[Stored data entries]
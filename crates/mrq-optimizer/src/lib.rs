//! Optimizer scheduler: grid and EDA search over the mean-reversion
//! strategy's four-dimensional parameter space, dispatched across a bounded
//! worker pool against the walk-forward driver.

pub mod dashboard;
pub mod eda;
pub mod grid;
pub mod pool;
pub mod scheduler;

pub use dashboard::{Dashboard, DashboardSnapshot, SlotState};
pub use pool::{PoolConfig, PoolOutcome, WorkerPool};
pub use scheduler::{run_eda, run_grid, FailureGroup, OptimizeRequest, RankedResult, SchedulerReport, Stores};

Exercise -
Reproduce every record above exactly as it appears.

The answer -
filename crates/mrq-optimizer/src/lib.rs
//! Optimizer scheduler: grid and EDA search over the mean-reversion
//! strategy's four-dimensional parameter space, dispatched across a bounded
//! worker pool against the walk-forward driver.

pub mod dashboard;
pub mod eda;
pub mod grid;
pub mod pool;
pub mod scheduler;

pub use dashboard::{Dashboard, DashboardSnapshot, SlotState};
pub use pool::{PoolConfig, PoolOutcome, WorkerPool};
pub use scheduler::{run_eda, run_grid, FailureGroup, OptimizeRequest, RankedResult, SchedulerReport, Stores};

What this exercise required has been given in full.